Published in: Writers Magazine Italia 8, MI: Delos Books. 26-29.
Quella sera di luglio faceva caldo, e io non avevo sonno. E si palpava l’umidità nell'aria. Intensa. Molto. Era una di quelle sere perfette e dolci in cui si preferisce star fuori, con la frescura che precede la notte, e il profumo dell'erba, e star soli è un peccato, veramente, una colpa.
E infatti in quella sera di luglio non ero solo: passeggiavo con Sonia, in giro nel parco che circonda la clinica. Era abbastanza presto. Camminavamo con lentezza, senza una meta, per il solo piacere di far passare il tempo, in attesa del momento in cui Sonia, eccitata, stanca, svogliata, insonnolita, questo non potevo saperlo, avrebbe deciso che era giunta l'ora per riaccompagnarla in camera. Attorno, i grilli erano tanti, e chiassosi. Ero irrequieto, io, carico di aspettative. Avrei voluto dare una buona occhiata ai pensieri di Sonia. Cosa le passava in testa?

Sonia.

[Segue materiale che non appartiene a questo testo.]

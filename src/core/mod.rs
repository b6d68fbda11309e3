//! Core data types for API parity checking.
//!
//! This module provides the fundamental types used throughout the library:
//!
//! - [`TypeDescriptor`]: One declared type on either side, with its members
//! - [`MemberDescriptor`]: A field, property, method, or constructor
//! - [`ApiMetadata`]: The extracted API surface of one library
//! - [`ComparisonConfig`]: Namespace mappings, overrides, and well-known types
//! - [`Side`], [`TypeKind`], [`MemberKind`], [`MatchReason`]: Classification types
//!
//! ## Naming Conventions
//!
//! The two sides spell the same declaration differently:
//!
//! | Concept | Reference | Target |
//! |---------|-----------|--------|
//! | Package | `org.example.search` | `Org.Example.Search` |
//! | Nested type | `Outer$Inner` | `Outer+Inner` |
//! | Interface | `Thing` | `IThing` |
//! | Implementation | `WidgetImpl` | `Widget` |
//! | Generic type | `List` | ``List`1`` |
//!
//! Matching never mutates descriptors; both sides are read-only inputs.

pub mod config;
pub mod descriptor;
pub mod types;

pub use config::{ComparisonConfig, NamespaceMapping, TypeOverride, WellKnownType};
pub use descriptor::{ApiMetadata, MemberDescriptor, MemberDetail, TypeDescriptor};
pub use types::{HeuristicRule, MatchReason, MemberKind, Side, TypeKind};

Sonia era una nostra paziente: gigantessa, ventisette anni, occhi profondi, chiari e verdi, labbra di fuoco. I capelli biondi se li era lasciati crescere lunghi, lunghissimi, di certo per nascondere immensità di spalle; comunque, non c’erano capelli lunghi abbastanza da coprirla per intero. Sonia si trascinava dentro a un corpo costruito per contenere altre Sonie in formato normale. Due, tre forse. Però il suo viso conservava una dolcezza rara. Luminosissimo. In lei scoprivo le tracce di una bambina incartata dentro a troppi chili di carne. E il suo sorriso risplendeva, i denti come pietre lucide scolpite in bocca. Magra, sarebbe stata bella.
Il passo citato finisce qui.